[Opening DATA FOR REVIEW section]

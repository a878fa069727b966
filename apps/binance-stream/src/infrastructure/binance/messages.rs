//! Binance WebSocket Message Types
//!
//! Wire format types for the raw stream payloads. Each record mirrors the
//! exchange's single-letter field tags one-to-one. Prices, quantities and
//! other decimal values stay as the strings the exchange sends; they are
//! converted to [`rust_decimal::Decimal`] by the codec, never read as binary
//! floats.
//!
//! # References
//!
//! - [WebSocket Streams](https://developers.binance.com/docs/binance-spot-api-docs/web-socket-streams)
//! - [User Data Streams](https://developers.binance.com/docs/binance-spot-api-docs/user-data-stream)

use serde::Deserialize;
use serde_json::{Number, Value};

/// Account stream tag for a balance snapshot.
pub const ACCOUNT_INFO_EVENT: &str = "outboundAccountInfo";

/// Account stream tag for an order execution report.
pub const EXECUTION_REPORT_EVENT: &str = "executionReport";

/// A decimal value the exchange sends either as a JSON string or a JSON number.
///
/// Both forms are kept as text so conversion never goes through `f64`.
#[derive(Debug, Clone, PartialEq, Eq, Deserialize)]
#[serde(untagged)]
pub enum WireDecimal {
    /// `"0.00100000"`
    Text(String),
    /// `0.001`
    Number(Number),
}

impl WireDecimal {
    /// Textual form of the value.
    #[must_use]
    pub fn as_text(&self) -> String {
        match self {
            Self::Text(s) => s.clone(),
            Self::Number(n) => n.to_string(),
        }
    }
}

/// Just the event-type tag, used to pick a shape on multi-shape streams.
#[derive(Debug, Clone, Deserialize)]
pub struct EnvelopeMessage {
    /// Event type.
    #[serde(rename = "e")]
    pub event_type: String,
}

/// Order book delta.
///
/// # Wire Format
/// ```json
/// {
///   "e": "depthUpdate",
///   "E": 1672515782136,
///   "s": "BNBBTC",
///   "U": 157,
///   "u": 160,
///   "b": [["0.0024", "10"]],
///   "a": [["0.0026", "100"]]
/// }
/// ```
#[derive(Debug, Clone, Deserialize)]
pub struct DepthMessage {
    /// Event type (always "depthUpdate")
    #[serde(rename = "e")]
    pub event_type: String,

    /// Event time (epoch millis)
    #[serde(rename = "E")]
    pub event_time: Number,

    /// Symbol
    #[serde(rename = "s")]
    pub symbol: String,

    /// Final update id in event
    #[serde(rename = "u")]
    pub update_id: u64,

    /// Bid deltas: `[price, quantity, ...]`, extra trailing elements ignored
    #[serde(rename = "b", default)]
    pub bids: Vec<Vec<Value>>,

    /// Ask deltas
    #[serde(rename = "a", default)]
    pub asks: Vec<Vec<Value>>,
}

/// Candlestick update.
///
/// The envelope symbol is read from `S`, falling back to `s` and finally to
/// the bar's own `k.s`.
///
/// # Wire Format
/// ```json
/// {
///   "e": "kline",
///   "E": 1672515782136,
///   "s": "BNBBTC",
///   "k": {
///     "t": 1672515780000, "T": 1672515839999, "s": "BNBBTC", "i": "1m",
///     "f": 100, "L": 200, "o": "0.0010", "c": "0.0020", "h": "0.0025",
///     "l": "0.0015", "v": "1000", "n": 100, "x": false, "q": "1.0000",
///     "V": "500", "Q": "0.500", "B": "123456"
///   }
/// }
/// ```
#[derive(Debug, Clone, Deserialize)]
pub struct KlineMessage {
    /// Event type (always "kline")
    #[serde(rename = "e")]
    pub event_type: String,

    /// Event time (epoch millis)
    #[serde(rename = "E")]
    pub event_time: Number,

    /// Symbol under the capital tag
    #[serde(rename = "S", default)]
    pub symbol_upper: Option<String>,

    /// Symbol under the lowercase tag
    #[serde(rename = "s", default)]
    pub symbol_lower: Option<String>,

    /// Bar payload
    #[serde(rename = "k")]
    pub kline: KlinePayload,
}

impl KlineMessage {
    /// Envelope symbol, preferring `S` over `s`.
    #[must_use]
    pub fn symbol(&self) -> Option<String> {
        self.symbol_upper.clone().or_else(|| self.symbol_lower.clone())
    }
}

/// Bar payload nested under `k`.
#[derive(Debug, Clone, Deserialize)]
pub struct KlinePayload {
    /// Open time (epoch millis)
    #[serde(rename = "t")]
    pub open_time: Number,

    /// Close time (epoch millis)
    #[serde(rename = "T")]
    pub close_time: Number,

    /// Symbol
    #[serde(rename = "s", default)]
    pub symbol: Option<String>,

    /// Interval tag
    #[serde(rename = "i")]
    pub interval: String,

    /// First trade id
    #[serde(rename = "f")]
    pub first_trade_id: i64,

    /// Last trade id
    #[serde(rename = "L")]
    pub last_trade_id: i64,

    /// Open price
    #[serde(rename = "o")]
    pub open: String,

    /// Close price
    #[serde(rename = "c")]
    pub close: String,

    /// High price
    #[serde(rename = "h")]
    pub high: String,

    /// Low price
    #[serde(rename = "l")]
    pub low: String,

    /// Base asset volume
    #[serde(rename = "v")]
    pub volume: String,

    /// Number of trades
    #[serde(rename = "n")]
    pub trade_count: u64,

    /// Is this bar closed?
    #[serde(rename = "x")]
    pub is_final: bool,

    /// Quote asset volume
    #[serde(rename = "q")]
    pub quote_asset_volume: String,

    /// Taker buy base asset volume
    #[serde(rename = "V")]
    pub taker_buy_base_asset_volume: String,

    /// Taker buy quote asset volume
    #[serde(rename = "Q")]
    pub taker_buy_quote_asset_volume: String,
}

/// Aggregated trade.
///
/// # Wire Format
/// ```json
/// {
///   "e": "aggTrade", "E": 1672515782136, "s": "BNBBTC", "a": 12345,
///   "p": "0.001", "q": "100", "f": 100, "l": 105, "T": 1672515782136,
///   "m": true, "M": true
/// }
/// ```
#[derive(Debug, Clone, Deserialize)]
pub struct AggTradeMessage {
    /// Event type (always "aggTrade")
    #[serde(rename = "e")]
    pub event_type: String,

    /// Event time (epoch millis)
    #[serde(rename = "E")]
    pub event_time: Number,

    /// Symbol
    #[serde(rename = "s")]
    pub symbol: String,

    /// Aggregate trade id
    #[serde(rename = "a")]
    pub agg_trade_id: u64,

    /// Price
    #[serde(rename = "p")]
    pub price: String,

    /// Quantity
    #[serde(rename = "q")]
    pub quantity: String,

    /// First trade id
    #[serde(rename = "f")]
    pub first_trade_id: u64,

    /// Last trade id
    #[serde(rename = "l")]
    pub last_trade_id: u64,

    /// Trade time (epoch millis)
    #[serde(rename = "T")]
    pub trade_time: Number,

    /// Is the buyer the market maker?
    #[serde(rename = "m")]
    pub buyer_is_maker: bool,
}

/// Raw trade.
///
/// Price and quantity arrive as numbers or as numeric strings depending on
/// the endpoint; both are accepted.
///
/// # Wire Format
/// ```json
/// {
///   "e": "trade", "E": 1672515782136, "s": "BNBBTC", "t": 12345,
///   "p": "0.001", "q": "100", "b": 88, "a": 50, "T": 1672515782136,
///   "m": true, "M": true
/// }
/// ```
#[derive(Debug, Clone, Deserialize)]
pub struct TradeMessage {
    /// Event type (always "trade")
    #[serde(rename = "e")]
    pub event_type: String,

    /// Event time (epoch millis)
    #[serde(rename = "E")]
    pub event_time: Number,

    /// Symbol
    #[serde(rename = "s")]
    pub symbol: String,

    /// Trade id
    #[serde(rename = "t")]
    pub trade_id: u64,

    /// Price
    #[serde(rename = "p")]
    pub price: WireDecimal,

    /// Quantity
    #[serde(rename = "q")]
    pub quantity: WireDecimal,

    /// Buyer order id
    #[serde(rename = "b")]
    pub buyer_order_id: u64,

    /// Seller order id
    #[serde(rename = "a")]
    pub seller_order_id: u64,

    /// Trade time (epoch millis)
    #[serde(rename = "T")]
    pub trade_time: Number,

    /// Is the buyer the market maker?
    #[serde(rename = "m")]
    pub buyer_is_maker: bool,
}

/// Account balance snapshot.
///
/// # Wire Format
/// ```json
/// {
///   "e": "outboundAccountInfo", "E": 1499405658849,
///   "m": 0, "t": 0, "b": 0, "s": 0,
///   "T": true, "W": true, "D": true, "u": 1499405658848,
///   "B": [{"a": "LTC", "f": "17366.18538083", "l": "0.00000000"}]
/// }
/// ```
#[derive(Debug, Clone, Deserialize)]
pub struct AccountInfoMessage {
    /// Event type (always "outboundAccountInfo")
    #[serde(rename = "e")]
    pub event_type: String,

    /// Event time (epoch millis)
    #[serde(rename = "E")]
    pub event_time: Number,

    /// Maker commission rate
    #[serde(rename = "m")]
    pub maker_commission: WireDecimal,

    /// Taker commission rate
    #[serde(rename = "t")]
    pub taker_commission: WireDecimal,

    /// Buyer commission rate
    #[serde(rename = "b")]
    pub buyer_commission: WireDecimal,

    /// Seller commission rate
    #[serde(rename = "s")]
    pub seller_commission: WireDecimal,

    /// Can trade?
    #[serde(rename = "T")]
    pub can_trade: bool,

    /// Can withdraw?
    #[serde(rename = "W")]
    pub can_withdraw: bool,

    /// Can deposit?
    #[serde(rename = "D")]
    pub can_deposit: bool,

    /// Time of last account update (epoch millis)
    #[serde(rename = "u")]
    pub updated_at: Number,

    /// Balances
    #[serde(rename = "B", default)]
    pub balances: Vec<BalanceMessage>,
}

/// One balance entry of an account snapshot.
#[derive(Debug, Clone, Deserialize)]
pub struct BalanceMessage {
    /// Asset
    #[serde(rename = "a")]
    pub asset: String,

    /// Free amount
    #[serde(rename = "f")]
    pub free: String,

    /// Locked amount
    #[serde(rename = "l")]
    pub locked: String,
}

/// Order execution report.
///
/// Fields `g` (order list id), `I` (ignore) and `M` (ignore) are skipped.
///
/// # Wire Format
/// ```json
/// {
///   "e": "executionReport", "E": 1499405658658, "s": "ETHBTC",
///   "c": "mUvoqJxFIILMdfAW5iGSOW", "S": "BUY", "o": "LIMIT", "f": "GTC",
///   "q": "1.00000000", "p": "0.10264410", "P": "0.00000000",
///   "F": "0.00000000", "g": -1, "C": "", "x": "NEW", "X": "NEW",
///   "r": "NONE", "i": 4293153, "l": "0.00000000", "z": "0.00000000",
///   "L": "0.00000000", "n": "0", "N": null, "T": 1499405658657,
///   "t": -1, "I": 8641984, "w": true, "m": false, "M": false,
///   "O": 1499405658657, "Z": "0.00000000"
/// }
/// ```
#[derive(Debug, Clone, Deserialize)]
pub struct ExecutionReportMessage {
    /// Event type (always "executionReport")
    #[serde(rename = "e")]
    pub event_type: String,

    /// Event time (epoch millis)
    #[serde(rename = "E")]
    pub event_time: Number,

    /// Symbol
    #[serde(rename = "s")]
    pub symbol: String,

    /// Client order id
    #[serde(rename = "c")]
    pub client_order_id: String,

    /// Side
    #[serde(rename = "S")]
    pub side: String,

    /// Order type
    #[serde(rename = "o")]
    pub order_type: String,

    /// Time in force
    #[serde(rename = "f")]
    pub time_in_force: String,

    /// Order quantity
    #[serde(rename = "q")]
    pub quantity: String,

    /// Order price
    #[serde(rename = "p")]
    pub price: String,

    /// Stop price
    #[serde(rename = "P")]
    pub stop_price: String,

    /// Iceberg quantity
    #[serde(rename = "F")]
    pub iceberg_quantity: String,

    /// Original client order id; empty or "null" when not a cancel
    #[serde(rename = "C", default)]
    pub original_client_order_id: Option<String>,

    /// Current execution type
    #[serde(rename = "x")]
    pub execution_type: String,

    /// Current order status
    #[serde(rename = "X")]
    pub status: String,

    /// Order reject reason
    #[serde(rename = "r")]
    pub reject_reason: String,

    /// Order id
    #[serde(rename = "i")]
    pub order_id: i64,

    /// Last executed quantity
    #[serde(rename = "l")]
    pub last_executed_quantity: String,

    /// Cumulative filled quantity
    #[serde(rename = "z")]
    pub cumulative_filled_quantity: String,

    /// Last executed price
    #[serde(rename = "L")]
    pub last_executed_price: String,

    /// Commission amount
    #[serde(rename = "n")]
    pub commission_amount: String,

    /// Commission asset
    #[serde(rename = "N", default)]
    pub commission_asset: Option<String>,

    /// Transaction time (epoch millis)
    #[serde(rename = "T")]
    pub transaction_time: Number,

    /// Trade id
    #[serde(rename = "t")]
    pub trade_id: i64,

    /// Is the order on the book?
    #[serde(rename = "w")]
    pub is_working: bool,

    /// Is this trade the maker side?
    #[serde(rename = "m")]
    pub is_maker: bool,

    /// Order creation time (epoch millis)
    #[serde(rename = "O")]
    pub order_created_at: Number,

    /// Cumulative quote asset transacted quantity
    #[serde(rename = "Z")]
    pub cumulative_quote_quantity: String,
}
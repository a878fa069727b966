//! Prometheus Metrics Module
//!
//! Exposes stream session metrics in Prometheus format.
//!
//! # Metrics Categories
//!
//! - **Frames**: raw frames read off each socket
//! - **Events**: decoded events published, withheld by policy, or dropped
//! - **Failures**: read and decode failures that ended a session
//! - **Liveness**: pings sent, ping failures, shutdown grace expiries
//! - **Sessions**: currently running sessions and dial retries
//!
//! Every series is labelled with the stream topic. Recording before
//! [`init_metrics`] is a no-op.

use std::net::{Ipv4Addr, SocketAddr};
use std::sync::OnceLock;

use metrics::{counter, describe_counter, describe_gauge, gauge};
use metrics_exporter_prometheus::{BuildError, PrometheusBuilder, PrometheusHandle};

use crate::domain::streaming::StreamTopic;

// =============================================================================
// Global Metrics Handle
// =============================================================================

static PROMETHEUS_HANDLE: OnceLock<PrometheusHandle> = OnceLock::new();

/// Errors raised while installing the exporter.
#[derive(Debug, thiserror::Error)]
pub enum MetricsError {
    /// Exporter could not be built.
    #[error("failed to build Prometheus exporter: {0}")]
    Build(#[from] BuildError),

    /// Another global recorder is already installed.
    #[error("a metrics recorder is already installed")]
    AlreadyInstalled,
}

/// Install the Prometheus recorder.
///
/// With `Some(port)` the exporter also serves `/metrics` on
/// `0.0.0.0:<port>`; this must run inside a Tokio runtime. Calling again
/// after a successful install returns the existing handle.
///
/// # Errors
///
/// Returns an error if the exporter cannot be built or a different recorder
/// is already installed.
pub fn init_metrics(port: Option<u16>) -> Result<PrometheusHandle, MetricsError> {
    if let Some(handle) = PROMETHEUS_HANDLE.get() {
        return Ok(handle.clone());
    }

    let mut builder = PrometheusBuilder::new();
    if let Some(port) = port {
        builder = builder.with_http_listener(SocketAddr::from((Ipv4Addr::UNSPECIFIED, port)));
    }

    let (recorder, exporter) = builder.build()?;
    let handle = recorder.handle();
    metrics::set_global_recorder(recorder).map_err(|_| MetricsError::AlreadyInstalled)?;

    if port.is_some() {
        tokio::spawn(async move {
            if let Err(e) = exporter.await {
                tracing::warn!(error = ?e, "Prometheus listener stopped");
            }
        });
    }

    register_metrics();
    Ok(PROMETHEUS_HANDLE.get_or_init(|| handle).clone())
}

/// Get the Prometheus handle for rendering metrics.
///
/// Returns `None` if metrics have not been initialized.
#[must_use]
pub fn get_metrics_handle() -> Option<PrometheusHandle> {
    PROMETHEUS_HANDLE.get().cloned()
}

// =============================================================================
// Metric Registration
// =============================================================================

const FRAMES_RECEIVED: &str = "binance_stream_frames_received_total";
const EVENTS_PUBLISHED: &str = "binance_stream_events_published_total";
const EVENTS_WITHHELD: &str = "binance_stream_events_withheld_total";
const EVENTS_DROPPED: &str = "binance_stream_events_dropped_total";
const DECODE_FAILURES: &str = "binance_stream_decode_failures_total";
const READ_FAILURES: &str = "binance_stream_read_failures_total";
const PINGS_SENT: &str = "binance_stream_pings_sent_total";
const PING_FAILURES: &str = "binance_stream_ping_failures_total";
const GRACE_EXPIRED: &str = "binance_stream_shutdown_grace_expired_total";
const DIAL_RETRIES: &str = "binance_stream_dial_retries_total";
const ACTIVE_SESSIONS: &str = "binance_stream_active_sessions";

fn register_metrics() {
    // Frame and event counters
    describe_counter!(FRAMES_RECEIVED, "Total text frames read from exchange sockets");
    describe_counter!(EVENTS_PUBLISHED, "Total decoded events published to consumers");
    describe_counter!(
        EVENTS_WITHHELD,
        "Total decoded events logged instead of published (execution report policy)"
    );
    describe_counter!(EVENTS_DROPPED, "Total frames with an unrecognised event type");

    // Session-ending failures
    describe_counter!(DECODE_FAILURES, "Total frames that failed to decode");
    describe_counter!(READ_FAILURES, "Total socket read failures");

    // Liveness
    describe_counter!(PINGS_SENT, "Total keepalive pings sent");
    describe_counter!(PING_FAILURES, "Total keepalive pings that failed to send");
    describe_counter!(
        GRACE_EXPIRED,
        "Total shutdowns where the read loop outlived the grace period"
    );

    // Sessions
    describe_counter!(DIAL_RETRIES, "Total dial attempts retried after failure");
    describe_gauge!(ACTIVE_SESSIONS, "Number of running stream sessions");
}

// =============================================================================
// Metric Recording Functions
// =============================================================================

/// Record a frame read from a socket.
pub fn record_frame_received(topic: StreamTopic) {
    counter!(FRAMES_RECEIVED, "topic" => topic.as_str()).increment(1);
}

/// Record an event published to the consumer channel.
pub fn record_event_published(topic: StreamTopic) {
    counter!(EVENTS_PUBLISHED, "topic" => topic.as_str()).increment(1);
}

/// Record an event logged instead of published.
pub fn record_event_withheld(topic: StreamTopic) {
    counter!(EVENTS_WITHHELD, "topic" => topic.as_str()).increment(1);
}

/// Record a frame dropped for carrying an unknown event type.
pub fn record_event_dropped(topic: StreamTopic) {
    counter!(EVENTS_DROPPED, "topic" => topic.as_str()).increment(1);
}

/// Record a decode failure.
pub fn record_decode_failure(topic: StreamTopic, field: Option<&'static str>) {
    counter!(
        DECODE_FAILURES,
        "topic" => topic.as_str(),
        "field" => field.unwrap_or("structure")
    )
    .increment(1);
}

/// Record a read failure.
pub fn record_read_failure(topic: StreamTopic) {
    counter!(READ_FAILURES, "topic" => topic.as_str()).increment(1);
}

/// Record a ping sent.
pub fn record_ping_sent(topic: StreamTopic) {
    counter!(PINGS_SENT, "topic" => topic.as_str()).increment(1);
}

/// Record a ping that could not be sent.
pub fn record_ping_failure(topic: StreamTopic) {
    counter!(PING_FAILURES, "topic" => topic.as_str()).increment(1);
}

/// Record a shutdown that gave up waiting for the read loop.
pub fn record_grace_expired(topic: StreamTopic) {
    counter!(GRACE_EXPIRED, "topic" => topic.as_str()).increment(1);
}

/// Record a retried dial.
pub fn record_dial_retry(topic: StreamTopic) {
    counter!(DIAL_RETRIES, "topic" => topic.as_str()).increment(1);
}

/// Mark a session as started.
pub fn session_started(topic: StreamTopic) {
    gauge!(ACTIVE_SESSIONS, "topic" => topic.as_str()).increment(1.0);
}

/// Mark a session as finished.
pub fn session_finished(topic: StreamTopic) {
    gauge!(ACTIVE_SESSIONS, "topic" => topic.as_str()).decrement(1.0);
}

// =============================================================================
// Tests
// =============================================================================

#[cfg(test)]
mod tests {
    use super::*;

    #[test]
    fn recording_without_recorder_is_noop() {
        for topic in StreamTopic::ALL {
            record_frame_received(topic);
            record_decode_failure(topic, Some("p"));
            record_decode_failure(topic, None);
            session_started(topic);
            session_finished(topic);
        }
    }

    #[test]
    fn metric_names_share_prefix() {
        for name in [
            FRAMES_RECEIVED,
            EVENTS_PUBLISHED,
            EVENTS_WITHHELD,
            EVENTS_DROPPED,
            DECODE_FAILURES,
            READ_FAILURES,
            PINGS_SENT,
            PING_FAILURES,
            GRACE_EXPIRED,
            DIAL_RETRIES,
            ACTIVE_SESSIONS,
        ] {
            assert!(name.starts_with("binance_stream_"), "{name}");
        }
    }
}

[Closing DATA FOR REVIEW section]

§ **WHAT YOU WILL DO**:
In the lines above, spot each one that contains the word "AlreadyInstalled" and copy it.

§ **TASK ANSWER**:
    AlreadyInstalled,
    metrics::set_global_recorder(recorder).map_err(|_| MetricsError::AlreadyInstalled)?;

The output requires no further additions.